Before I start, I should add that my observations are mainly drawn from the
participation in an interdisciplinary project that has been founded by the German
Ministry for Education and Science and that has brought together researchers from
three different disciplines, medical ethics, economics, and law.^1 The main findings
of this project are based on our experiences with the German health care system, but
I will try to present them in a more general way in order to allow for some general
conclusions.


2 Concept and Appearance of Personalized Medicine


What is personalized medicine? A systematic review of the literature that has been
published over the last years and based on PubMed has led to the following result:
“Personalized medicine seeks to improve tailoring and timing of preventive and
therapeutic measures by utilizing biological information and biomarkers on the
level of molecular disease pathways, genetics, proteomics as well as
metabolomics.”^2
The main elements of this concept are information, based on biomarkers or other
biological information, on the one hand and a health care measure on the other.
Both elements have to be combined with each other in order to improve the effects
of the health care measure.

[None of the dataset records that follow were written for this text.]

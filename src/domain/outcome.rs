//! Grab loop outcome types.

/// How a grab loop run ended.
#[derive(Debug, Clone, Copy, PartialEq, Eq)]
pub enum GrabOutcome {
    /// No pending tasks remain
    Completed,
    /// Cancellation was observed at a suspension point
    Stopped,
}
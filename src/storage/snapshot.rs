//! JSON snapshot persistence for the task queue.
//!
//! The whole queue is rewritten on every save: pretty-printed JSON, written to
//! a sibling temp file and renamed over the target so a crash mid-write never
//! leaves a truncated snapshot behind.

use std::fs::{self, File};
use std::io::{ErrorKind, Write};
use std::path::{Path, PathBuf};

use chrono::{DateTime, Utc};
use serde::{Deserialize, Serialize};

use crate::domain::{GrabTask, Resource, ResourceId, TaskStatus};
use crate::error::{GrabError, Result};

fn default_priority() -> i32 {
    1
}

/// One persisted task
#[derive(Debug, Clone, PartialEq, Serialize, Deserialize)]
pub struct TaskRecord {
    pub resource_id: ResourceId,
    #[serde(default)]
    pub name: String,
    #[serde(default)]
    pub code: String,
    #[serde(default = "default_priority")]
    pub priority: i32,
    #[serde(default = "Utc::now")]
    pub added_at: DateTime<Utc>,
    #[serde(default)]
    pub status: TaskStatus,
    #[serde(default)]
    pub attempts: u32,
    #[serde(default)]
    pub last_attempt_at: Option<DateTime<Utc>>,
}

impl From<&GrabTask> for TaskRecord {
    fn from(task: &GrabTask) -> Self {
        Self {
            resource_id: task.resource.id,
            name: task.resource.name.clone(),
            code: task.resource.code.clone(),
            priority: task.priority,
            added_at: task.added_at,
            status: task.status,
            attempts: task.attempts,
            last_attempt_at: task.last_attempt_at,
        }
    }
}

impl TaskRecord {
    /// Rebuild a task around a freshly supplied catalog resource
    pub fn into_task(self, resource: Resource) -> GrabTask {
        GrabTask {
            resource,
            priority: self.priority,
            added_at: self.added_at,
            status: self.status,
            attempts: self.attempts,
            last_attempt_at: self.last_attempt_at,
        }
    }
}

/// Top-level snapshot document
#[derive(Debug, Clone, PartialEq, Serialize, Deserialize)]
pub struct QueueSnapshot {
    #[serde(default)]
    pub tasks: Vec<TaskRecord>,
    pub saved_at: DateTime<Utc>,
}

impl QueueSnapshot {
    pub fn from_tasks(tasks: &[GrabTask]) -> Self {
        Self {
            tasks: tasks.iter().map(TaskRecord::from).collect(),
            saved_at: Utc::now(),
        }
    }
}

/// File-backed snapshot store
#[derive(Debug, Clone)]
pub struct SnapshotStore {
    path: PathBuf,
}

impl SnapshotStore {
    pub fn new(path: impl AsRef<Path>) -> Self {
        Self {
            path: path.as_ref().to_path_buf(),
        }
    }

    pub fn path(&self) -> &Path {
        &self.path
    }

    fn temp_path(&self) -> PathBuf {
        let mut name = self
            .path
            .file_name()
            .map(|n| n.to_os_string())
            .unwrap_or_else(|| "queue.json".into());
        name.push(".tmp");
        self.path.with_file_name(name)
    }

    /// Write a snapshot of `tasks`.
    pub fn save(&self, tasks: &[GrabTask]) -> Result<()> {
        let snapshot = QueueSnapshot::from_tasks(tasks);
        let json = serde_json::to_string_pretty(&snapshot)?;

        if let Some(parent) = self.path.parent().filter(|p| !p.as_os_str().is_empty()) {
            fs::create_dir_all(parent)?;
        }

        let tmp = self.temp_path();
        {
            let mut file = File::create(&tmp)?;
            file.write_all(json.as_bytes())?;
            file.write_all(b"\n")?;
            file.sync_all()?;
        }
        fs::rename(&tmp, &self.path)
            .map_err(|e| GrabError::Storage(format!("Failed to move snapshot into {}: {}", self.path.display(), e)))?;

        log::debug!("Saved {} tasks to {}", snapshot.tasks.len(), self.path.display());
        Ok(())
    }

    /// Read the last snapshot. `Ok(None)` if none was ever written.
    pub fn load(&self) -> Result<Option<QueueSnapshot>> {
        let content = match fs::read_to_string(&self.path) {
            Ok(content) => content,
            Err(e) if e.kind() == ErrorKind::NotFound => return Ok(None),
            Err(e) => return Err(e.into()),
        };
        let snapshot: QueueSnapshot = serde_json::from_str(&content)?;
        Ok(Some(snapshot))
    }
}

#[cfg(test)]
mod tests {
    use super::*;
    use tempfile::TempDir;

    fn create_test_store() -> (SnapshotStore, TempDir) {
        let temp_dir = TempDir::new().unwrap();
        let store = SnapshotStore::new(temp_dir.path().join("queue.json"));
        (store, temp_dir)
    }

    #[test]
    fn test_load_missing_file() {
        let (store, _temp) = create_test_store();
        assert!(store.load().unwrap().is_none());
    }

    #[test]
    fn test_save_then_load() {
        let (store, _temp) = create_test_store();
        let mut task = GrabTask::new(Resource::new(3, "Databases", "CS340"), 2);
        task.attempts = 4;
        task.status = TaskStatus::Failed;
        task.last_attempt_at = Some(Utc::now());

        store.save(std::slice::from_ref(&task)).unwrap();
        let snapshot = store.load().unwrap().unwrap();

        assert_eq!(snapshot.tasks.len(), 1);
        assert_eq!(snapshot.tasks[0], TaskRecord::from(&task));
    }

    #[test]
    fn test_saved_file_is_readable_json() {
        let (store, _temp) = create_test_store();
        let task = GrabTask::new(Resource::new(9, "Networks", "CS330"), 1);
        store.save(&[task]).unwrap();

        let raw = fs::read_to_string(store.path()).unwrap();
        let value: serde_json::Value = serde_json::from_str(&raw).unwrap();
        assert_eq!(value["tasks"][0]["resource_id"], 9);
        assert_eq!(value["tasks"][0]["status"], "pending");
        assert!(value["tasks"][0]["last_attempt_at"].is_null());
        assert!(value["saved_at"].is_string());
        assert!(!store.temp_path().exists());
    }

    #[test]
    fn test_load_malformed_file() {
        let (store, _temp) = create_test_store();
        fs::write(store.path(), "{ not json").unwrap();
        assert!(matches!(store.load(), Err(GrabError::Json(_))));
    }

    #[test]
    fn test_missing_fields_take_defaults() {
        let (store, _temp) = create_test_store();
        fs::write(
            store.path(),
            r#"{"tasks": [{"resource_id": 5}], "saved_at": "2025-02-17T08:00:00Z"}"#,
        )
        .unwrap();

        let snapshot = store.load().unwrap().unwrap();
        let record = &snapshot.tasks[0];
        assert_eq!(record.priority, 1);
        assert_eq!(record.status, TaskStatus::Pending);
        assert_eq!(record.attempts, 0);
        assert!(record.last_attempt_at.is_none());
    }

    #[test]
    fn test_save_creates_parent_directory() {
        let temp_dir = TempDir::new().unwrap();
        let store = SnapshotStore::new(temp_dir.path().join("nested").join("queue.json"));
        store.save(&[]).unwrap();
        assert!(store.path().exists());
    }
}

The main ways to do so are to change the procedure in
which respective measures are being realized or to target health care measures to
certain individuals.


(^1) See the final report: Individualised Health Care: Ethical, Economic and Legal Implications for the
German Health Care System, Subproject C “LAW.” Available at:http://opac.tib.uni-hannover.de/
DB¼1/LNG¼DU/.
(^2) Schleidgen et al. ( 2013 ). The concept of Personalised Medicine varies broadly; see, for example,
FDA, Paving the Way for Personalized Medicine, 2013. Available at:http://www.fda.gov/
scienceresearch/specialtopics/personalizedmedicine/default.htm,p.7.